> EXERCISE REQUIREMENTS: Every line below from the one containing "pub async fn spawn_app()" through the one containing "let page_id = state" must be transcribed exactly. Omit all lines outside that stretch.

> MATERIAL FOR THE TASK:
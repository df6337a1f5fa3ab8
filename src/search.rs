//! Run facade: relabel, solve with the chosen algorithm, map back, validate.

use crate::error::Result;
use crate::graph::BitGraph;
use crate::ordering::{degree_ordering, Permutation};
use crate::skeleton::{self, SkeletonConfig, Strategy};
use crate::solver::{SequentialSolver, Variant};
use crate::stats::SearchStats;
use crate::validate::check_clique;
use std::fmt;
use std::str::FromStr;
use std::sync::Arc;
use std::time::{Duration, Instant};

// ============================================================================
// Configuration
// ============================================================================

/// Which solver runs.
#[derive(Clone, Copy, Debug, Default, PartialEq, Eq, Hash)]
pub enum Algorithm {
    /// Sequential, candidate-count bound.
    Plain,
    /// Sequential, colouring bound.
    #[default]
    Colored,
    /// Parallel, shared atomic incumbent.
    Broadcast,
    /// Parallel, incumbent exchanged by message.
    SafeExchange,
    /// Parallel, messages plus on-demand task creation.
    SafeExchangeDynamic,
}

impl Algorithm {
    /// Every algorithm, sequential first.
    pub const ALL: [Self; 5] = [
        Self::Plain,
        Self::Colored,
        Self::Broadcast,
        Self::SafeExchange,
        Self::SafeExchangeDynamic,
    ];

    /// The skeleton strategy, or `None` for the sequential solvers.
    pub fn strategy(self) -> Option<Strategy> {
        match self {
            Self::Plain | Self::Colored => None,
            Self::Broadcast => Some(Strategy::Broadcast),
            Self::SafeExchange => Some(Strategy::SafeExchange),
            Self::SafeExchangeDynamic => Some(Strategy::SafeExchangeDynamic),
        }
    }

    /// Short name, as accepted by [`FromStr`].
    pub fn name(self) -> &'static str {
        match self {
            Self::Plain => "plain",
            Self::Colored => "colored",
            Self::Broadcast => "broadcast",
            Self::SafeExchange => "safe",
            Self::SafeExchangeDynamic => "dynamic",
        }
    }
}

impl fmt::Display for Algorithm {
    fn fmt(&self, f: &mut fmt::Formatter<'_>) -> fmt::Result {
        f.write_str(self.name())
    }
}

impl FromStr for Algorithm {
    type Err = String;

    fn from_str(s: &str) -> std::result::Result<Self, Self::Err> {
        Self::ALL
            .into_iter()
            .find(|a| a.name().eq_ignore_ascii_case(s))
            .ok_or_else(|| {
                format!("unknown algorithm '{s}' (expected plain, colored, broadcast, safe or dynamic)")
            })
    }
}

/// Search parameters.
#[derive(Clone, Debug, PartialEq, Eq)]
pub struct SearchConfig {
    /// Solver to run.
    pub algorithm: Algorithm,
    /// Relabel vertices by non-decreasing degree before searching.
    pub permute: bool,
    /// Parallel parameters. `skeleton.strategy` is replaced by the one `algorithm` names.
    pub skeleton: SkeletonConfig,
}

impl Default for SearchConfig {
    fn default() -> Self {
        Self {
            algorithm: Algorithm::Colored,
            permute: true,
            skeleton: SkeletonConfig::default(),
        }
    }
}

/// Result of [`run`].
#[derive(Clone, Debug, PartialEq, Eq)]
pub struct SearchOutcome {
    /// A maximum clique, original vertex ids, ascending.
    pub clique: Vec<usize>,
    /// `clique.len()`.
    pub size: usize,
    /// Wall-clock time including relabelling.
    pub elapsed: Duration,
    /// Whether [`check_clique`] accepted the clique against the input graph.
    pub valid: bool,
    /// Search counters.
    pub stats: SearchStats,
}

// ============================================================================
// Entry point
// ============================================================================

/// Finds a maximum clique of `graph`.
///
/// # Errors
/// Returns an error for an invalid parallel configuration or a failure inside the skeleton.
pub fn run(graph: &BitGraph, config: &SearchConfig) -> Result<SearchOutcome> {
    let start = Instant::now();
    log::info!(
        "{} search: {} vertices, {} edges, density {:.3}",
        config.algorithm,
        graph.order(),
        graph.edge_count(),
        graph.density()
    );

    let (perm, internal) = if config.permute {
        let perm = degree_ordering(graph);
        let internal = graph.permuted(&perm);
        (perm, internal)
    } else {
        (Permutation::identity(graph.order()), graph.clone())
    };

    let (clique, stats) = match config.algorithm.strategy() {
        None => {
            let variant = match config.algorithm {
                Algorithm::Plain => Variant::Plain,
                _ => Variant::Colored,
            };
            let result = SequentialSolver::new(&internal, variant).solve();
            let stats = SearchStats {
                nodes: result.calls,
                prunes: result.prunes,
                ..SearchStats::default()
            };
            (result.clique, stats)
        }
        Some(strategy) => {
            let skeleton_config = SkeletonConfig {
                strategy,
                ..config.skeleton.clone()
            };
            let outcome = skeleton::run(Arc::new(internal), &skeleton_config)?;
            (outcome.clique, outcome.stats)
        }
    };

    let mut clique = perm.map_to_original(&clique);
    clique.sort_unstable();

    let valid = match check_clique(graph, &clique) {
        Ok(()) => true,
        Err(e) => {
            log::error!("{} returned an invalid clique: {e}", config.algorithm);
            false
        }
    };

    let elapsed = start.elapsed();
    log::info!(
        "{} search finished: size={} nodes={} in {:.3}s",
        config.algorithm,
        clique.len(),
        stats.nodes,
        elapsed.as_secs_f64()
    );

    Ok(SearchOutcome {
        size: clique.len(),
        clique,
        elapsed,
        valid,
        stats,
    })
}

// ============================================================================
// Tests
// ============================================================================
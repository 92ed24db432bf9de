use serde_json::{Map, Value};

const REQUIRED_FIELDS: [&str; 5] = ["firstName", "lastName", "email", "gpuType", "quantity"];

/// A validated GPU request, parsed from the raw request body.
#[derive(Debug, Clone)]
pub struct Submission {
    pub first_name: String,
    pub last_name: String,
    pub email: String,
    pub gpu_type: String,
    pub quantity: i64,
    pub message: Option<String>,
}

impl Submission {
    /// Validate the parsed body. A required field is missing when it is
    /// absent, null, or an empty string. Quantity must be an integer.
    pub fn from_value(raw: &Value) -> Result<Self, String> {
        let Some(obj) = raw.as_object() else {
            return Err("Request body must be a JSON object or form data".to_string());
        };

        let missing: Vec<&str> = REQUIRED_FIELDS
            .iter()
            .copied()
            .filter(|name| !is_present(obj.get(*name)))
            .collect();

        if !missing.is_empty() {
            return Err(format!("Missing required fields: {}", missing.join(", ")));
        }

        let quantity = parse_quantity(&obj["quantity"])?;

        Ok(Submission {
            first_name: string_field(obj, "firstName"),
            last_name: string_field(obj, "lastName"),
            email: string_field(obj, "email"),
            gpu_type: string_field(obj, "gpuType"),
            quantity,
            message: obj.get("message").and_then(Value::as_str).map(str::to_string),
        })
    }
}

fn is_present(value: Option<&Value>) -> bool {
    match value {
        None | Some(Value::Null) => false,
        Some(Value::String(s)) => !s.is_empty(),
        Some(_) => true,
    }
}

fn string_field(obj: &Map<String, Value>, name: &str) -> String {
    match obj.get(name) {
        Some(Value::String(s)) => s.clone(),
        Some(Value::Number(n)) => n.to_string(),
        Some(Value::Bool(b)) => b.to_string(),
        _ => String::new(),
    }
}

fn parse_quantity(value: &Value) -> Result<i64, String> {
    match value {
        Value::Number(n) => n
            .as_i64()
            .ok_or_else(|| "quantity must be a whole number".to_string()),
        Value::String(s) => s
            .trim()
            .parse::<i64>()
            .map_err(|_| format!("quantity must be a whole number, got '{s}'")),
        _ => Err("quantity must be a whole number".to_string()),
    }
}
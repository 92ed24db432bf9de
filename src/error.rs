use axum::http::StatusCode;
use axum::response::{IntoResponse, Response};
use serde_json::json;

use crate::notion::NotionError;

#[derive(Debug)]
pub enum AppError {
    Forbidden(String),
    BadRequest(String),
    Unauthorized(String),
    Internal(String),
}

impl std::fmt::Display for AppError {
    fn fmt(&self, f: &mut std::fmt::Formatter<'_>) -> std::fmt::Result {
        match self {
            AppError::Forbidden(msg) => write!(f, "Forbidden: {msg}"),
            AppError::BadRequest(msg) => write!(f, "Bad Request: {msg}"),
            AppError::Unauthorized(msg) => write!(f, "Unauthorized: {msg}"),
            AppError::Internal(msg) => write!(f, "Internal Error: {msg}"),
        }
    }
}

impl IntoResponse for AppError {
    fn into_response(self) -> Response {
        let (status, message) = match &self {
            AppError::Forbidden(msg) => (StatusCode::FORBIDDEN, msg.clone()),
            AppError::BadRequest(msg) => (StatusCode::BAD_REQUEST, msg.clone()),
            AppError::Unauthorized(msg) => (StatusCode::UNAUTHORIZED, msg.clone()),
            AppError::Internal(msg) => {
                tracing::error!("Internal error: {msg}");
                (
                    StatusCode::INTERNAL_SERVER_ERROR,
                    "Internal server error while submitting to Notion".to_string(),
                )
            }
        };

        let body = json!({ "success": false, "error": message });
        (status, axum::Json(body)).into_response()
    }
}

impl From<NotionError> for AppError {
    fn from(err: NotionError) -> Self {
        match err {
            NotionError::DatabaseNotFound(detail) => {
                tracing::warn!("Notion database not found: {detail}");
                AppError::BadRequest(
                    "Notion database not found. Please check your database ID.".to_string(),
                )
            }
            NotionError::Unauthorized(detail) => {
                tracing::warn!("Notion rejected credentials: {detail}");
                AppError::Unauthorized(
                    "Unauthorized access to Notion. Please check your integration token."
                        .to_string(),
                )
            }
            other => AppError::Internal(other.to_string()),
        }
    }
}
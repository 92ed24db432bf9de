use serde_json::{Map, Value};

/// Parse a request body based on Content-Type header.
pub fn parse_body(content_type: Option<&str>, body: &[u8]) -> Result<Value, String> {
    let ct = content_type.unwrap_or("application/json");

    if ct.contains("application/json") {
        serde_json::from_slice(body).map_err(|e| format!("Invalid JSON: {e}"))
    } else if ct.contains("application/x-www-form-urlencoded") {
        parse_form_urlencoded(body)
    } else {
        // Try JSON first, then form-urlencoded
        serde_json::from_slice(body)
            .or_else(|_| parse_form_urlencoded(body))
            .map_err(|e| format!("Unable to parse body: {e}"))
    }
}

fn parse_form_urlencoded(body: &[u8]) -> Result<Value, String> {
    let body_str = std::str::from_utf8(body).map_err(|e| format!("Invalid UTF-8: {e}"))?;

    let mut map = Map::new();
    for (k, v) in form_urlencoded::parse(body_str.as_bytes()) {
        map.insert(k.into_owned(), Value::String(v.into_owned()));
    }
    Ok(Value::Object(map))
}
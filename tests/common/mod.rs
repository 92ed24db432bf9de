use std::net::SocketAddr;
use std::sync::{Arc, Mutex};

use axum::http::StatusCode;
use axum::routing::post;
use axum::{Json, Router};
use reqwest::Client;
use serde_json::{json, Value};

use formgate::config::Config;

/// Which response the fake Notion upstream returns.
#[derive(Clone, Copy)]
pub enum Upstream {
    Success,
    DatabaseMissing,
    Unauthorized,
    Failing,
}

pub const FAKE_PAGE_ID: &str = "11111111-2222-3333-4444-555555555555";

/// A stand-in Notion API server recording every create-page request body.
pub struct FakeNotion {
    pub base_url: String,
    requests: Arc<Mutex<Vec<Value>>>,
}

impl FakeNotion {
    pub fn request_count(&self) -> usize {
        self.requests.lock().unwrap().len()
    }

    pub fn last_request(&self) -> Value {
        self.requests
            .lock()
            .unwrap()
            .last()
            .cloned()
            .expect("no upstream request recorded")
    }
}

pub async fn spawn_fake_notion(mode: Upstream) -> FakeNotion {
    let requests: Arc<Mutex<Vec<Value>>> = Arc::new(Mutex::new(Vec::new()));
    let recorded = requests.clone();

    let app = Router::new().route(
        "/v1/pages",
        post(move |Json(body): Json<Value>| {
            let recorded = recorded.clone();
            async move {
                recorded.lock().unwrap().push(body);
                match mode {
                    Upstream::Success => (
                        StatusCode::OK,
                        Json(json!({ "object": "page", "id": FAKE_PAGE_ID })),
                    ),
                    Upstream::DatabaseMissing => (
                        StatusCode::NOT_FOUND,
                        Json(json!({
                            "object": "error",
                            "status": 404,
                            "code": "object_not_found",
                            "message": "Could not find database with ID: db-123.",
                        })),
                    ),
                    Upstream::Unauthorized => (
                        StatusCode::UNAUTHORIZED,
                        Json(json!({
                            "object": "error",
                            "status": 401,
                            "code": "unauthorized",
                            "message": "API token is invalid.",
                        })),
                    ),
                    Upstream::Failing => (
                        StatusCode::INTERNAL_SERVER_ERROR,
                        Json(json!({
                            "object": "error",
                            "status": 500,
                            "code": "internal_server_error",
                            "message": "An unexpected error occurred.",
                        })),
                    ),
                }
            }
        }),
    );

    let listener = tokio::net::TcpListener::bind("127.0.0.1:0")
        .await
        .expect("Failed to bind fake Notion server");
    let addr = listener.local_addr().unwrap();

    tokio::spawn(async move {
        axum::serve(listener, app).await.expect("Fake Notion server failed");
    });

    FakeNotion {
        base_url: format!("http://{addr}"),
        requests,
    }
}

/// A running gateway instance wired to a fake Notion upstream.
pub struct TestApp {
    pub addr: SocketAddr,
    pub client: Client,
    pub notion: FakeNotion,
}

impl TestApp {
    pub fn url(&self, path: &str) -> String {
        format!("http://{}{}", self.addr, path)
    }

    /// POST a JSON submission, optionally with an Origin header.
    pub async fn submit_json(
        &self,
        path: &str,
        origin: Option<&str>,
        body: &Value,
    ) -> (Value, reqwest::StatusCode) {
        let mut req = self.client.post(self.url(path)).json(body);
        if let Some(origin) = origin {
            req = req.header("Origin", origin);
        }
        let resp = req.send().await.expect("submit request failed");
        let status = resp.status();
        let body: Value = resp.json().await.unwrap_or(json!(null));
        (body, status)
    }

    /// POST a form-urlencoded submission with an Origin header.
    pub async fn submit_form(
        &self,
        origin: &str,
        fields: &[(&str, &str)],
    ) -> (Value, reqwest::StatusCode) {
        let resp = self
            .client
            .post(self.url("/gpu-requests"))
            .header("Origin", origin)
            .form(fields)
            .send()
            .await
            .expect("submit form failed");
        let status = resp.status();
        let body: Value = resp.json().await.unwrap_or(json!(null));
        (body, status)
    }
}

/// A complete valid submission body.
pub fn valid_submission() -> Value {
    json!({
        "firstName": "Ada",
        "lastName": "Lovelace",
        "email": "ada@example.com",
        "gpuType": "H100",
        "quantity": 4,
        "message": "Needed for a training run",
    })
}

pub async fn spawn_app() -> TestApp {
    spawn_app_with(Upstream::Success).await
}

pub async fn spawn_app_with(mode: Upstream) -> TestApp {
    let notion = spawn_fake_notion(mode).await;

    let config = Config {
        notion_token: "secret_test_token".to_string(),
        notion_database_id: "db-123".to_string(),
        notion_api_base: notion.base_url.clone(),
        allowed_domains: vec!["example.com".to_string(), "localhost".to_string()],
        host: "127.0.0.1".parse().unwrap(),
        port: 0, // unused, we bind to random port
        max_body_size: 1_048_576,
        log_level: "warn".to_string(),
    };

    let app = formgate::build_app(config);

    let listener = tokio::net::TcpListener::bind("127.0.0.1:0")
        .await
        .expect("Failed to bind to random port");
    let addr = listener.local_addr().unwrap();

    tokio::spawn(async move {
        axum::serve(listener, app).await.expect("Server failed");
    });

    let client = Client::builder()
        .redirect(reqwest::redirect::Policy::none())
        .build()
        .unwrap();

    TestApp {
        addr,
        client,
        notion,
    }
}
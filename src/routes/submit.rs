use axum::body::Bytes;
use axum::extract::State;
use axum::http::HeaderMap;
use axum::Json;
use chrono::Utc;
use serde::Serialize;

use crate::error::AppError;
use crate::state::SharedState;
use crate::submission::form::Submission;
use crate::submission::parser;

#[derive(Serialize)]
#[serde(rename_all = "camelCase")]
pub struct SubmitResponse {
    pub success: bool,
    pub message: String,
    pub notion_page_id: String,
}

pub async fn submit(
    State(state): State<SharedState>,
    headers: HeaderMap,
    body: Bytes,
) -> Result<Json<SubmitResponse>, AppError> {
    let content_type = headers.get("content-type").and_then(|v| v.to_str().ok());

    let raw = parser::parse_body(content_type, &body).map_err(AppError::BadRequest)?;
    let submission = Submission::from_value(&raw).map_err(AppError::BadRequest)?;

    let properties = state.properties.to_properties(&submission, Utc::now());
    let page_id = state
        .notion
        .create_page(&state.config.notion_database_id, properties)
        .await?;

    tracing::info!("Created Notion page {page_id}");

    Ok(Json(SubmitResponse {
        success: true,
        message: "Form submitted successfully".to_string(),
        notion_page_id: page_id,
    }))
}
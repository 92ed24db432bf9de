use chrono::{DateTime, SecondsFormat, Utc};
use serde_json::{json, Map, Value};

use crate::submission::form::Submission;

const NOTION_VERSION: &str = "2022-06-28";

#[derive(Debug)]
pub enum NotionError {
    DatabaseNotFound(String),
    Unauthorized(String),
    Api {
        status: u16,
        code: String,
        message: String,
    },
    Transport(reqwest::Error),
}

impl std::fmt::Display for NotionError {
    fn fmt(&self, f: &mut std::fmt::Formatter<'_>) -> std::fmt::Result {
        match self {
            NotionError::DatabaseNotFound(msg) => write!(f, "Database not found: {msg}"),
            NotionError::Unauthorized(msg) => write!(f, "Unauthorized: {msg}"),
            NotionError::Api {
                status,
                code,
                message,
            } => write!(f, "Notion API error {status} ({code}): {message}"),
            NotionError::Transport(err) => write!(f, "Notion request failed: {err}"),
        }
    }
}

impl From<reqwest::Error> for NotionError {
    fn from(err: reqwest::Error) -> Self {
        NotionError::Transport(err)
    }
}

/// Client for the Notion pages API.
pub struct NotionClient {
    client: reqwest::Client,
    token: String,
    api_base: String,
}

impl NotionClient {
    pub fn new(token: &str, api_base: &str) -> Self {
        Self {
            client: reqwest::Client::builder()
                .timeout(std::time::Duration::from_secs(30))
                .build()
                .expect("Failed to build reqwest client"),
            token: token.to_string(),
            api_base: api_base.trim_end_matches('/').to_string(),
        }
    }

    /// Create one page in the given database. Returns the new page id.
    /// Single attempt, no retries.
    pub async fn create_page(
        &self,
        database_id: &str,
        properties: Value,
    ) -> Result<String, NotionError> {
        let body = json!({
            "parent": { "database_id": database_id },
            "properties": properties,
        });

        let resp = self
            .client
            .post(format!("{}/v1/pages", self.api_base))
            .bearer_auth(&self.token)
            .header("Notion-Version", NOTION_VERSION)
            .json(&body)
            .send()
            .await?;

        let status = resp.status();
        let payload: Value = resp.json().await.unwrap_or(Value::Null);

        if status.is_success() {
            return payload["id"]
                .as_str()
                .map(|id| id.to_string())
                .ok_or_else(|| NotionError::Api {
                    status: status.as_u16(),
                    code: "missing_id".to_string(),
                    message: "create-page response carried no page id".to_string(),
                });
        }

        let code = payload["code"].as_str().unwrap_or("").to_string();
        let message = payload["message"].as_str().unwrap_or("").to_string();

        match code.as_str() {
            "object_not_found" => Err(NotionError::DatabaseNotFound(message)),
            "unauthorized" => Err(NotionError::Unauthorized(message)),
            _ => Err(NotionError::Api {
                status: status.as_u16(),
                code,
                message,
            }),
        }
    }
}

/// Mapping from submission fields to Notion property names.
///
/// The historical routes disagreed on property casing; this table is the
/// single source of truth for both.
#[derive(Debug, Clone)]
pub struct PropertyMap {
    pub first_name: String,
    pub last_name: String,
    pub email: String,
    pub gpu_type: String,
    pub quantity: String,
    pub message: String,
    pub submitted_at: String,
}

impl Default for PropertyMap {
    fn default() -> Self {
        Self {
            first_name: "First name".to_string(),
            last_name: "Last name".to_string(),
            email: "Email".to_string(),
            gpu_type: "GPU type".to_string(),
            quantity: "Quantity".to_string(),
            message: "Message".to_string(),
            submitted_at: "Submission time".to_string(),
        }
    }
}

impl PropertyMap {
    /// Build the Notion properties object for a submission.
    pub fn to_properties(&self, submission: &Submission, submitted_at: DateTime<Utc>) -> Value {
        let mut props = Map::new();
        props.insert(
            self.first_name.clone(),
            json!({ "title": [{ "text": { "content": submission.first_name } }] }),
        );
        props.insert(
            self.last_name.clone(),
            json!({ "rich_text": [{ "text": { "content": submission.last_name } }] }),
        );
        props.insert(self.email.clone(), json!({ "email": submission.email }));
        props.insert(
            self.gpu_type.clone(),
            json!({ "select": { "name": submission.gpu_type } }),
        );
        props.insert(
            self.quantity.clone(),
            json!({ "number": submission.quantity }),
        );
        props.insert(
            self.message.clone(),
            json!({ "rich_text": [{ "text": { "content": submission.message.as_deref().unwrap_or("") } }] }),
        );
        props.insert(
            self.submitted_at.clone(),
            json!({ "date": { "start": submitted_at.to_rfc3339_opts(SecondsFormat::Millis, true) } }),
        );
        Value::Object(props)
    }
}
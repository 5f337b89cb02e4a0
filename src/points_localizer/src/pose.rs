//! 6-DOF pose and its conversion to and from homogeneous transforms.
//!
//! Angles are in radians. The rotation is `Rz(yaw) * Ry(pitch) * Rx(roll)`.

use std::fmt;

use nalgebra::{Isometry3, Matrix3, Matrix4, Rotation3, Translation3, UnitQuaternion};
use serde::{Deserialize, Serialize};

#[derive(Debug, Clone, Copy, Default, PartialEq, Serialize, Deserialize)]
pub struct Pose {
    pub x: f64,
    pub y: f64,
    pub z: f64,
    pub roll: f64,
    pub pitch: f64,
    pub yaw: f64,
}

impl Pose {
    pub fn new(x: f64, y: f64, z: f64, roll: f64, pitch: f64, yaw: f64) -> Self {
        Self {
            x,
            y,
            z,
            roll,
            pitch,
            yaw,
        }
    }

    pub fn to_isometry(&self) -> Isometry3<f64> {
        Isometry3::from_parts(
            Translation3::new(self.x, self.y, self.z),
            UnitQuaternion::from_euler_angles(self.roll, self.pitch, self.yaw),
        )
    }

    pub fn from_isometry(isometry: &Isometry3<f64>) -> Self {
        let t = isometry.translation.vector;
        let (roll, pitch, yaw) = isometry.rotation.euler_angles();
        Self::new(t.x, t.y, t.z, roll, pitch, yaw)
    }
}

impl fmt::Display for Pose {
    /// `x,y,z,roll,pitch,yaw`, the layout used in log lines.
    fn fmt(&self, f: &mut fmt::Formatter<'_>) -> fmt::Result {
        write!(
            f,
            "{:.6},{:.6},{:.6},{:.6},{:.6},{:.6}",
            self.x, self.y, self.z, self.roll, self.pitch, self.yaw
        )
    }
}

/// Homogeneous transform of `pose`.
pub fn convert_to_matrix(pose: &Pose) -> Matrix4<f64> {
    pose.to_isometry().to_homogeneous()
}

/// Pose of a homogeneous transform. The rotation block is projected onto the
/// nearest rotation first, so matrices carrying rounding noise still convert.
pub fn convert_to_pose(matrix: &Matrix4<f64>) -> Pose {
    let rotation = nearest_rotation(&matrix.fixed_view::<3, 3>(0, 0).into_owned());
    let (roll, pitch, yaw) = rotation.euler_angles();
    Pose::new(
        matrix[(0, 3)],
        matrix[(1, 3)],
        matrix[(2, 3)],
        roll,
        pitch,
        yaw,
    )
}

pub(crate) fn matrix_to_isometry(matrix: &Matrix4<f64>) -> Isometry3<f64> {
    let rotation = nearest_rotation(&matrix.fixed_view::<3, 3>(0, 0).into_owned());
    Isometry3::from_parts(
        Translation3::new(matrix[(0, 3)], matrix[(1, 3)], matrix[(2, 3)]),
        UnitQuaternion::from_rotation_matrix(&rotation),
    )
}

fn nearest_rotation(m: &Matrix3<f64>) -> Rotation3<f64> {
    let svd = m.svd(true, true);
    match (svd.u, svd.v_t) {
        (Some(mut u), Some(v_t)) => {
            if (u * v_t).determinant() < 0.0 {
                u.column_mut(2).neg_mut();
            }
            Rotation3::from_matrix_unchecked(u * v_t)
        }
        _ => Rotation3::identity(),
    }
}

> WRITTEN SOLUTION:
pub async fn spawn_app() -> TestApp {
    spawn_app_with(Upstream::Success).await
}

pub async fn spawn_app_with(mode: Upstream) -> TestApp {
    let notion = spawn_fake_notion(mode).await;

    let config = Config {
        notion_token: "secret_test_token".to_string(),
        notion_database_id: "db-123".to_string(),
        notion_api_base: notion.base_url.clone(),
        allowed_domains: vec!["example.com".to_string(), "localhost".to_string()],
        host: "127.0.0.1".parse().unwrap(),
        port: 0, // unused, we bind to random port
        max_body_size: 1_048_576,
        log_level: "warn".to_string(),
    };

    let app = formgate::build_app(config);

    let listener = tokio::net::TcpListener::bind("127.0.0.1:0")
        .await
        .expect("Failed to bind to random port");
    let addr = listener.local_addr().unwrap();

    tokio::spawn(async move {
        axum::serve(listener, app).await.expect("Server failed");
    });

    let client = Client::builder()
        .redirect(reqwest::redirect::Policy::none())
        .build()
        .unwrap();

    TestApp {
        addr,
        client,
        notion,
    }
}
filename src/routes/submit.rs
use axum::body::Bytes;
use axum::extract::State;
use axum::http::HeaderMap;
use axum::Json;
use chrono::Utc;
use serde::Serialize;

use crate::error::AppError;
use crate::state::SharedState;
use crate::submission::form::Submission;
use crate::submission::parser;

#[derive(Serialize)]
#[serde(rename_all = "camelCase")]
pub struct SubmitResponse {
    pub success: bool,
    pub message: String,
    pub notion_page_id: String,
}

pub async fn submit(
    State(state): State<SharedState>,
    headers: HeaderMap,
    body: Bytes,
) -> Result<Json<SubmitResponse>, AppError> {
    let content_type = headers.get("content-type").and_then(|v| v.to_str().ok());

    let raw = parser::parse_body(content_type, &body).map_err(AppError::BadRequest)?;
    let submission = Submission::from_value(&raw).map_err(AppError::BadRequest)?;

    let properties = state.properties.to_properties(&submission, Utc::now());
    let page_id = state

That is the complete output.